• _ABOUT THIS TASK_
Which lines of the entries contain the string "zone"? Please find them and copy them.
START DATA SECTION
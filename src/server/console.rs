//! Operator Console
//!
//! Line-oriented commands read by the event loop, and the text rendering of
//! registry snapshots they print.

use crate::registry::{RegistryEntry, RegistryStatsSnapshot};
use std::fmt::Write;

/// Commands understood by the console
#[derive(Debug, Clone, PartialEq, Eq)]
pub enum Command {
    /// `end`: shut the node down
    End,
    /// `ls`: list subdomains
    ListSubdomains,
    /// `lh`: list hosts
    ListHosts,
    /// `stats`: registry counters
    Stats,
    /// `help`
    Help,
    /// Blank line
    Empty,
    /// Anything else; accepted and ignored
    Unknown(String),
}

impl Command {
    pub fn parse(line: &str) -> Self {
        match line.trim() {
            "" => Command::Empty,
            "end" => Command::End,
            "ls" => Command::ListSubdomains,
            "lh" => Command::ListHosts,
            "stats" => Command::Stats,
            "help" => Command::Help,
            other => Command::Unknown(other.to_string()),
        }
    }
}

pub const HELP_TEXT: &str = "\
commands:
  ls     list registered subdomains
  lh     list registered hosts
  stats  show registry counters
  end    shut the server down
";

/// Render a registry snapshot, one entry per line
pub fn render_entries(entries: &[RegistryEntry]) -> String {
    if entries.is_empty() {
        return "(empty)\n".to_string();
    }

    let mut out = String::new();
    for entry in entries {
        let _ = writeln!(
            out,
            "{} => {} (registered {})",
            entry.name,
            entry.endpoint,
            entry.registered_at.to_rfc3339()
        );
    }
    out
}

pub fn render_stats(stats: &RegistryStatsSnapshot) -> String {
    format!(
        "registrations: {}\nconflicts: {}\ninvalid names: {}\nlookups: {} ({} hits)\n",
        stats.registrations, stats.conflicts, stats.invalid_names, stats.lookups, stats.lookup_hits
    )
}

#[cfg(test)]
mod tests {
    use super::*;
    use crate::protocol::ChildKind;

    #[test]
    fn test_parse_commands() {
        assert_eq!(Command::parse("end"), Command::End);
        assert_eq!(Command::parse("  ls \n"), Command::ListSubdomains);
        assert_eq!(Command::parse("lh"), Command::ListHosts);
        assert_eq!(Command::parse(""), Command::Empty);
        assert_eq!(Command::parse("reboot"), Command::Unknown("reboot".to_string()));
    }

    #[test]
    fn test_render_entries() {
        assert_eq!(render_entries(&[]), "(empty)\n");

        let entry = RegistryEntry::new(
            ChildKind::Subdomain,
            "com".to_string(),
            "127.0.0.1:53100".parse().unwrap(),
        );
        let text = render_entries(&[entry]);
        assert!(text.starts_with("com => 127.0.0.1:53100 (registered "));
        assert_eq!(text.lines().count(), 1);
    }
}
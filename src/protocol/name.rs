//! Domain Names
//!
//! Dotted names made of validated, lower-cased labels. The root domain is
//! written `.` and has no labels.

use crate::error::{Error, Result};
use std::str::FromStr;

/// Maximum length of a single label
pub const MAX_LABEL_LEN: usize = 63;

/// Maximum length of a full dotted name
pub const MAX_NAME_LEN: usize = 253;

/// Validate one label and return its normalized (lower-case) form
pub fn normalize_label(label: &str) -> Result<String> {
    let invalid = |reason: &str| Error::InvalidName {
        name: label.to_string(),
        reason: reason.to_string(),
    };

    if label.is_empty() {
        return Err(invalid("empty label"));
    }
    if label.len() > MAX_LABEL_LEN {
        return Err(invalid("label longer than 63 characters"));
    }
    if !label
        .bytes()
        .all(|b| b.is_ascii_alphanumeric() || b == b'-')
    {
        return Err(invalid("labels may only contain letters, digits and '-'"));
    }
    if label.starts_with('-') || label.ends_with('-') {
        return Err(invalid("labels may not start or end with '-'"));
    }

    Ok(label.to_ascii_lowercase())
}

/// A dotted domain name, leaf label first
#[derive(Debug, Clone, PartialEq, Eq, Hash, Default)]
pub struct DomainName {
    labels: Vec<String>,
}

impl DomainName {
    /// The root domain
    pub fn root() -> Self {
        Self::default()
    }

    /// Parse a dotted name; `.` is the root and a trailing dot is accepted
    pub fn parse(name: &str) -> Result<Self> {
        let trimmed = name.trim();
        if trimmed == "." {
            return Ok(Self::root());
        }
        if trimmed.is_empty() {
            return Err(Error::InvalidName {
                name: name.to_string(),
                reason: "empty name".to_string(),
            });
        }
        if trimmed.len() > MAX_NAME_LEN {
            return Err(Error::InvalidName {
                name: name.to_string(),
                reason: "name longer than 253 characters".to_string(),
            });
        }

        let labels = trimmed
            .strip_suffix('.')
            .unwrap_or(trimmed)
            .split('.')
            .map(normalize_label)
            .collect::<Result<Vec<_>>>()?;

        Ok(Self { labels })
    }

    pub fn is_root(&self) -> bool {
        self.labels.is_empty()
    }

    /// The leftmost label; this is the name a node registers under
    pub fn leaf_label(&self) -> Option<&str> {
        self.labels.first().map(String::as_str)
    }

    pub fn labels(&self) -> &[String] {
        &self.labels
    }

    /// Labels of `self` that sit below `zone`, leaf first.
    ///
    /// Returns `None` when `self` is not `zone` or a descendant of it, and
    /// an empty slice when the two names are equal.
    pub fn relative_to(&self, zone: &DomainName) -> Option<&[String]> {
        let depth = self.labels.len().checked_sub(zone.labels.len())?;
        if self.labels[depth..] == zone.labels[..] {
            Some(&self.labels[..depth])
        } else {
            None
        }
    }
}

impl std::fmt::Display for DomainName {
    fn fmt(&self, f: &mut std::fmt::Formatter<'_>) -> std::fmt::Result {
        if self.is_root() {
            write!(f, ".")
        } else {
            write!(f, "{}", self.labels.join("."))
        }
    }
}

impl FromStr for DomainName {
    type Err = Error;

    fn from_str(s: &str) -> Result<Self> {
        Self::parse(s)
    }
}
END DATA SECTION
• _EXERCISE ANSWER_
    /// Labels of `self` that sit below `zone`, leaf first.
    /// Returns `None` when `self` is not `zone` or a descendant of it, and
    pub fn relative_to(&self, zone: &DomainName) -> Option<&[String]> {
        let depth = self.labels.len().checked_sub(zone.labels.len())?;
        if self.labels[depth..] == zone.labels[..] {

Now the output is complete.